**ASSIGNED TASK**
Since only part of the material below is wanted, output exactly the lines from the one with "let ctx = capture.context();" up to and including the one with "Ok(capture)".

**DATA LISTING**
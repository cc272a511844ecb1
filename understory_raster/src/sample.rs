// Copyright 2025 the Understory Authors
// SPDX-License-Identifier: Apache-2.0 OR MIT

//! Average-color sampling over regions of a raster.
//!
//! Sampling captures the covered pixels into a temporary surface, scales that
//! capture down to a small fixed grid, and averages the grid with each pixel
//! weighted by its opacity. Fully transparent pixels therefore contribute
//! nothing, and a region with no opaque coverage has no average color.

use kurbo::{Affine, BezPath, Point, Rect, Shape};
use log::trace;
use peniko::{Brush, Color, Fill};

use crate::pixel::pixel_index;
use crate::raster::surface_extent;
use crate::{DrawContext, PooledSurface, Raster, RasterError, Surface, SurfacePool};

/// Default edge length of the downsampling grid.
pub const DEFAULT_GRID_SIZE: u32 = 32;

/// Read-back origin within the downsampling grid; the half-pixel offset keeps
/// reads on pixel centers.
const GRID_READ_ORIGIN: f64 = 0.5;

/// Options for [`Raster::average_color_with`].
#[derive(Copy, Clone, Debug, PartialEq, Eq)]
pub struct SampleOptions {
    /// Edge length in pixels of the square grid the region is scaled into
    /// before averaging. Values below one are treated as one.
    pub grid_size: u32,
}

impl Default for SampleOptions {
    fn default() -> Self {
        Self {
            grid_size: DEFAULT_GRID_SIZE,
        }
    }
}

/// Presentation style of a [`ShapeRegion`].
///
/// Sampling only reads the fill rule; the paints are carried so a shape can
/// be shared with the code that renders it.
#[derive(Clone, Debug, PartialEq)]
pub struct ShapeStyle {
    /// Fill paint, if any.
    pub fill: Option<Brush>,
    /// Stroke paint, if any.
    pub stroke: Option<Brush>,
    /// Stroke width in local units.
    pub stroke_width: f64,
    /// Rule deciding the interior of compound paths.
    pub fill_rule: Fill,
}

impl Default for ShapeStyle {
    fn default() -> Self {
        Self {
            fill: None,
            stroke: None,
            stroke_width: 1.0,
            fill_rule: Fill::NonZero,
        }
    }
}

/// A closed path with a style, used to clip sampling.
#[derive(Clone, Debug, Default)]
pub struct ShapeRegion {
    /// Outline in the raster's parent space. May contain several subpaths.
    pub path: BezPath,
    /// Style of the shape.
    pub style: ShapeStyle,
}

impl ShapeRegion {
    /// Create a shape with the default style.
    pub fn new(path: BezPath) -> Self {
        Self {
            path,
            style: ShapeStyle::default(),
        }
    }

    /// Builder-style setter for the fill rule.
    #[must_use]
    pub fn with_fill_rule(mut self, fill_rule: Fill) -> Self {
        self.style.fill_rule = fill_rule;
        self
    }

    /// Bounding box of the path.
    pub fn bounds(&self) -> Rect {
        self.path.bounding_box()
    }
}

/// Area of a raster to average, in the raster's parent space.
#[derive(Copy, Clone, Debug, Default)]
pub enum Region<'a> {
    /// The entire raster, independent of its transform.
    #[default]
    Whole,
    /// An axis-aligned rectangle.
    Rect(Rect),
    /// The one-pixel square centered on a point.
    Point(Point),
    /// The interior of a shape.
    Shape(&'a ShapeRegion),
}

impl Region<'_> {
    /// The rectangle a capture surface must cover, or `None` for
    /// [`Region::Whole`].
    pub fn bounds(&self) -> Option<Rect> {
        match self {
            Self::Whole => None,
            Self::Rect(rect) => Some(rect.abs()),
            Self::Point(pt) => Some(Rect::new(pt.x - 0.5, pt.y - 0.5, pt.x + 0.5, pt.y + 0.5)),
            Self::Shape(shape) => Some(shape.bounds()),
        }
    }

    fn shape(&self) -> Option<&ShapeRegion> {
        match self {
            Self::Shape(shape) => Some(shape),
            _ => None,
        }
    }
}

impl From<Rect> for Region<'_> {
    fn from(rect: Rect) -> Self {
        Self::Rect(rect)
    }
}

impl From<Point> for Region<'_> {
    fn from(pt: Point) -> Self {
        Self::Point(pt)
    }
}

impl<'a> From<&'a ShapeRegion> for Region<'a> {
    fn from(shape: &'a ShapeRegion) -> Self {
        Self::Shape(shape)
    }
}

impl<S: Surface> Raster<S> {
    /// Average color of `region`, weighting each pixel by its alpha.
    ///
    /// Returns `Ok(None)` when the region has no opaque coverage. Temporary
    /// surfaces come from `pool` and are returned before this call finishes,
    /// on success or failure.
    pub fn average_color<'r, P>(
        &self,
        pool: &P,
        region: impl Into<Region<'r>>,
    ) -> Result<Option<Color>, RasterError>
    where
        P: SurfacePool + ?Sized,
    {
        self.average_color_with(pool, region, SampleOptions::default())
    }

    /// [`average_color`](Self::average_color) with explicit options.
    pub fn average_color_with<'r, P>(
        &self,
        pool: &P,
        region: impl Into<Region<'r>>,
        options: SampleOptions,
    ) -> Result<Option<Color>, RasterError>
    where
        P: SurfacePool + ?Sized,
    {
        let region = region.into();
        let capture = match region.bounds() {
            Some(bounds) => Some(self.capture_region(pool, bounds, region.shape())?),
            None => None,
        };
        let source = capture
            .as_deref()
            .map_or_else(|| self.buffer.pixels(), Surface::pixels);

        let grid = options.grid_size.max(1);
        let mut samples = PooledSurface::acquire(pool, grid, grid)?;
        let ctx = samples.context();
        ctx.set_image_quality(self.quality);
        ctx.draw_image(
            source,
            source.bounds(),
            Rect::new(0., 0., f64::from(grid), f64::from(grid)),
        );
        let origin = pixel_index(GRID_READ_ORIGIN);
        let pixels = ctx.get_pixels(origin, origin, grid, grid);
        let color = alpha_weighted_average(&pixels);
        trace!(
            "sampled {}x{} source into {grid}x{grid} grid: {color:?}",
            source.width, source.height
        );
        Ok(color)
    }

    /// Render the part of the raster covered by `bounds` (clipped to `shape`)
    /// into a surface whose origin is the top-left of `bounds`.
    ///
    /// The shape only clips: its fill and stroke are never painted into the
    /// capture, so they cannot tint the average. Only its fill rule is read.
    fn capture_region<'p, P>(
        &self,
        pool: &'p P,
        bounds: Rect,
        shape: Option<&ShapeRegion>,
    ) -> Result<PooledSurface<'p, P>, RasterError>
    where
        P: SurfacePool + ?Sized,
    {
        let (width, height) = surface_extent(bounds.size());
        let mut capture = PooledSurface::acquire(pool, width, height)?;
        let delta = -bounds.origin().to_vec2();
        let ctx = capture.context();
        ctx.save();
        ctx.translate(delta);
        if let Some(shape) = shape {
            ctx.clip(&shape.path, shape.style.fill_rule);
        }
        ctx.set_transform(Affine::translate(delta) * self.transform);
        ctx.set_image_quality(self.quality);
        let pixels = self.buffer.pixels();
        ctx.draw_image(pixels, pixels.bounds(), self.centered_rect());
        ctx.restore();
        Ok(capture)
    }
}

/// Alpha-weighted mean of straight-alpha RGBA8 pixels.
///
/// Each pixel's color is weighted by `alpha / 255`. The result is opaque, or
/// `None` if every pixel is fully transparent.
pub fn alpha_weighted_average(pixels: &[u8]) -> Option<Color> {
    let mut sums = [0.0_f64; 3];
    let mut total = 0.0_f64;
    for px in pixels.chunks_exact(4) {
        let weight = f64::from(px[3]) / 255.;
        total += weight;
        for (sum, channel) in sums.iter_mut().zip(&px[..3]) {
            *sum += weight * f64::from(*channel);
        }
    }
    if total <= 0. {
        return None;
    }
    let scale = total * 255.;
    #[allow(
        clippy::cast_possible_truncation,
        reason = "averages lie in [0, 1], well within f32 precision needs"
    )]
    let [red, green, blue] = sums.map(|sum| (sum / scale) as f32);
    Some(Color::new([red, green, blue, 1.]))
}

**SOLUTION BELOW**
        let ctx = capture.context();
        ctx.save();
        ctx.translate(delta);
        if let Some(shape) = shape {
            ctx.clip(&shape.path, shape.style.fill_rule);
        }
        ctx.set_transform(Affine::translate(delta) * self.transform);
        ctx.set_image_quality(self.quality);
        let pixels = self.buffer.pixels();
        ctx.draw_image(pixels, pixels.bounds(), self.centered_rect());
        ctx.restore();
        Ok(capture)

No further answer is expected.